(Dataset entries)
============================================================

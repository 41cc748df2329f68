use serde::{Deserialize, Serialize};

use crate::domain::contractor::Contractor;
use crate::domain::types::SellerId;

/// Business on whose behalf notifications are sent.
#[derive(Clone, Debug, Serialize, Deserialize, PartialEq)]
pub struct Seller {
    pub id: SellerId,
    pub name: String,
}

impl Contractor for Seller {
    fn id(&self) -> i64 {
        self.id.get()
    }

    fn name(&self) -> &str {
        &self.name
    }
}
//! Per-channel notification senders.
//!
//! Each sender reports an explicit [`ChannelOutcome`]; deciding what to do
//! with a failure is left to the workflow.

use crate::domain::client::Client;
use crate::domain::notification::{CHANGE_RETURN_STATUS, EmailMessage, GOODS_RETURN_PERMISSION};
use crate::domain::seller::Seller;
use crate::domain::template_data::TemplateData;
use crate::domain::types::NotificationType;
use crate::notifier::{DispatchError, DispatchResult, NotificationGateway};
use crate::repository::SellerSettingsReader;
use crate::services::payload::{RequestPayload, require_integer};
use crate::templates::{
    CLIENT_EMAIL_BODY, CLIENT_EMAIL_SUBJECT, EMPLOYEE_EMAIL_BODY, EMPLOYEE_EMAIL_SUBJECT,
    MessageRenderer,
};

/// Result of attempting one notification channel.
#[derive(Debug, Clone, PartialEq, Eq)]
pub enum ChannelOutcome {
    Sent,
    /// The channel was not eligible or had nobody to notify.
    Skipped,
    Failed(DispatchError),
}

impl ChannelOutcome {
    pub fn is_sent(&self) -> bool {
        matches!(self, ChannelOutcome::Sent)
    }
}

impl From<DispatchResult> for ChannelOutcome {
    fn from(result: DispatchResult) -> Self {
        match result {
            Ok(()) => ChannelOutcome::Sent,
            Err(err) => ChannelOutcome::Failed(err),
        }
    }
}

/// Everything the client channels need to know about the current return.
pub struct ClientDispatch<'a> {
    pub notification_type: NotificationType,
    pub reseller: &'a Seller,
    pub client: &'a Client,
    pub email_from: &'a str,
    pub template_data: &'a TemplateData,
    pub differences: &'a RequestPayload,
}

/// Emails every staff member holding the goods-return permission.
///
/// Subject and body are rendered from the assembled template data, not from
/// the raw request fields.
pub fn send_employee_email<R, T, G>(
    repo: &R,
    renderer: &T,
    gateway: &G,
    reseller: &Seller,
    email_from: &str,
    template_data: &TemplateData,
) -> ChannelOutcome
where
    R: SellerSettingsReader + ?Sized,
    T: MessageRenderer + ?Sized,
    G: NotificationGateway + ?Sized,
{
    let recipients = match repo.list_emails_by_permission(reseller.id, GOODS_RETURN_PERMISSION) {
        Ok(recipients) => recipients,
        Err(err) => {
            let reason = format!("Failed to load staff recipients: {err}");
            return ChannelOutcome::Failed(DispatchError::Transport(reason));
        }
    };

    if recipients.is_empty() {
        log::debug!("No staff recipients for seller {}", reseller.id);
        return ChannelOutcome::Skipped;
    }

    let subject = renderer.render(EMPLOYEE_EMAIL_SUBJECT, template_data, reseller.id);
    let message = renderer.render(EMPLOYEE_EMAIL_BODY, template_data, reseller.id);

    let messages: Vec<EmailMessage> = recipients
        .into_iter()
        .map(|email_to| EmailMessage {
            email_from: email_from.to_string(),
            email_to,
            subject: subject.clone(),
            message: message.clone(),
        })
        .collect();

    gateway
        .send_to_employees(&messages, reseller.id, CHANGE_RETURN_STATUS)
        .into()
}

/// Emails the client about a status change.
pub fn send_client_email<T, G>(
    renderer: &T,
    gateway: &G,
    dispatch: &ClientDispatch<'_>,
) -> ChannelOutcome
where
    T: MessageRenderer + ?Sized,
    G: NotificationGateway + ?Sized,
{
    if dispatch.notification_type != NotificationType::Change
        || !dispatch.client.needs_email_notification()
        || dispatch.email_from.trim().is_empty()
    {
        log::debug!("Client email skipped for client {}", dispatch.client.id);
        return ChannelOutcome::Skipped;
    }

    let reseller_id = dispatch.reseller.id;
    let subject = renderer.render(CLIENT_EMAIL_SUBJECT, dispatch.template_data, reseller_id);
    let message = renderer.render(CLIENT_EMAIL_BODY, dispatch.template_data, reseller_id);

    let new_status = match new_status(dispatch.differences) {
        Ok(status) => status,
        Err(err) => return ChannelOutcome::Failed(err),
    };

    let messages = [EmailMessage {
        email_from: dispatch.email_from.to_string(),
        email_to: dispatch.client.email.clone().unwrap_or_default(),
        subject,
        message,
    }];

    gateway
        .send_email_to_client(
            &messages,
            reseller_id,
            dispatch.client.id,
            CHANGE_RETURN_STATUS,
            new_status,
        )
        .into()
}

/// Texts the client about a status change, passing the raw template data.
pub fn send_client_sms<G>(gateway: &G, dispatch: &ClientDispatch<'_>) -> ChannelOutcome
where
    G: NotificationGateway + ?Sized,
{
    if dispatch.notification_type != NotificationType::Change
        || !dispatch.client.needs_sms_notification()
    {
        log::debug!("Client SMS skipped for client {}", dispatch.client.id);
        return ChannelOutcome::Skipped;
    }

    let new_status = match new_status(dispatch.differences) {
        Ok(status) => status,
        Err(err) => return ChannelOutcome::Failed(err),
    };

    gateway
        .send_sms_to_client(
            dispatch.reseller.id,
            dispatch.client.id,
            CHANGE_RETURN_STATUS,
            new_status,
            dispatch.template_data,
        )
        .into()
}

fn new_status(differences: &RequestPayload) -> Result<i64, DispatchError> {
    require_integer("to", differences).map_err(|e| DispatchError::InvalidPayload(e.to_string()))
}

============================================================

**Work request:**
Your task is to repeat the data exactly, with nothing left out.

**Solution below:**
repository 41cc748df2329f68
use serde::{Deserialize, Serialize};

use crate::domain::contractor::Contractor;
use crate::domain::types::SellerId;

/// Business on whose behalf notifications are sent.
#[derive(Clone, Debug, Serialize, Deserialize, PartialEq)]
pub struct Seller {
    pub id: SellerId,
    pub name: String,
}

impl Contractor for Seller {
    fn id(&self) -> i64 {
        self.id.get()
    }

    fn name(&self) -> &str {
        &self.name
    }
}
//! Per-channel notification senders.
//!
//! Each sender reports an explicit [`ChannelOutcome`]; deciding what to do
//! with a failure is left to the workflow.

use crate::domain::client::Client;
use crate::domain::notification::{CHANGE_RETURN_STATUS, EmailMessage, GOODS_RETURN_PERMISSION};
use crate::domain::seller::Seller;
use crate::domain::template_data::TemplateData;
use crate::domain::types::NotificationType;
use crate::notifier::{DispatchError, DispatchResult, NotificationGateway};
use crate::repository::SellerSettingsReader;
use crate::services::payload::{RequestPayload, require_integer};
use crate::templates::{
    CLIENT_EMAIL_BODY, CLIENT_EMAIL_SUBJECT, EMPLOYEE_EMAIL_BODY, EMPLOYEE_EMAIL_SUBJECT,
    MessageRenderer,
};

/// Result of attempting one notification channel.
#[derive(Debug, Clone, PartialEq, Eq)]
pub enum ChannelOutcome {
    Sent,
    /// The channel was not eligible or had nobody to notify.
    Skipped,
    Failed(DispatchError),
}

impl ChannelOutcome {
    pub fn is_sent(&self) -> bool {
        matches!(self, ChannelOutcome::Sent)
    }
}

impl From<DispatchResult> for ChannelOutcome {
    fn from(result: DispatchResult) -> Self {
        match result {
            Ok(()) => ChannelOutcome::Sent,
            Err(err) => ChannelOutcome::Failed(err),
        }
    }
}

/// Everything the client channels need to know about the current return.
pub struct ClientDispatch<'a> {
    pub notification_type: NotificationType,
    pub reseller: &'a Seller,
    pub client: &'a Client,
    pub email_from: &'a str,
    pub template_data: &'a TemplateData,
    pub differences: &'a RequestPayload,
}

/// Emails every staff member holding the goods-return permission.
///
/// Subject and body are rendered from the assembled template data, not from
/// the raw request fields.
pub fn send_employee_email<R, T, G>(
    repo: &R,
    renderer: &T,
    gateway: &G,
    reseller: &Seller,
    email_from: &str,
    template_data: &TemplateData,
) -> ChannelOutcome
where
    R: SellerSettingsReader + ?Sized,
    T: MessageRenderer + ?Sized,
    G: NotificationGateway + ?Sized,
{
    let recipients = match repo.list_emails_by_permission(reseller.id, GOODS_RETURN_PERMISSION) {
        Ok(recipients) => recipients,
        Err(err) => {
            let reason = format!("Failed to load staff recipients: {err}");
            return ChannelOutcome::Failed(DispatchError::Transport(reason));
        }
    };

    if recipients.is_empty() {
        log::debug!("No staff recipients for seller {}", reseller.id);
        return ChannelOutcome::Skipped;
    }

    let subject = renderer.render(EMPLOYEE_EMAIL_SUBJECT, template_data, reseller.id);
    let message = renderer.render(EMPLOYEE_EMAIL_BODY, template_data, reseller.id);

    let messages: Vec<EmailMessage> = recipients
        .into_iter()
        .map(|email_to| EmailMessage {
            email_from: email_from.to_string(),
            email_to,
            subject: subject.clone(),
            message: message.clone(),
        })
        .collect();

    gateway
        .send_to_employees(&messages, reseller.id, CHANGE_RETURN_STATUS)
        .into()
}

/// Emails the client about a status change.
pub fn send_client_email<T, G>(
    renderer: &T,
    gateway: &G,
    dispatch: &ClientDispatch<'_>,
) -> ChannelOutcome
where
    T: MessageRenderer + ?Sized,
    G: NotificationGateway + ?Sized,
{
    if dispatch.notification_type != NotificationType::Change
        || !dispatch.client.needs_email_notification()
        || dispatch.email_from.trim().is_empty()
    {
        log::debug!("Client email skipped for client {}", dispatch.client.id);
        return ChannelOutcome::Skipped;
    }

    let reseller_id = dispatch.reseller.id;
    let subject = renderer.render(CLIENT_EMAIL_SUBJECT, dispatch.template_data, reseller_id);
    let message = renderer.render(CLIENT_EMAIL_BODY, dispatch.template_data, reseller_id);

    let new_status = match new_status(dispatch.differences) {
        Ok(status) => status,
        Err(err) => return ChannelOutcome::Failed(err),
    };

    let messages = [EmailMessage {
        email_from: dispatch.email_from.to_string(),
        email_to: dispatch.client.email.clone().unwrap_or_default(),
        subject,
        message,
    }];

    gateway
        .send_email_to_client(
            &messages,
            reseller_id,
            dispatch.client.id,
            CHANGE_RETURN_STATUS,
            new_status,
        )
        .into()
}

/// Texts the client about a status change, passing the raw template data.
pub fn send_client_sms<G>(gateway: &G, dispatch: &ClientDispatch<'_>) -> ChannelOutcome
where
    G: NotificationGateway + ?Sized,
{
    if dispatch.notification_type != NotificationType::Change
        || !dispatch.client.needs_sms_notification()
    {
        log::debug!("Client SMS skipped for client {}", dispatch.client.id);
        return ChannelOutcome::Skipped;
    }

    let new_status = match new_status(dispatch.differences) {
        Ok(status) => status,
        Err(err) => return ChannelOutcome::Failed(err),
    };

    gateway
        .send_sms_to_client(
            dispatch.reseller.id,
            dispatch.client.id,
            CHANGE_RETURN_STATUS,
            new_status,
            dispatch.template_data,
        )
        .into()
}

fn new_status(differences: &RequestPayload) -> Result<i64, DispatchError> {
    require_integer("to", differences).map_err(|e| DispatchError::InvalidPayload(e.to_string()))
}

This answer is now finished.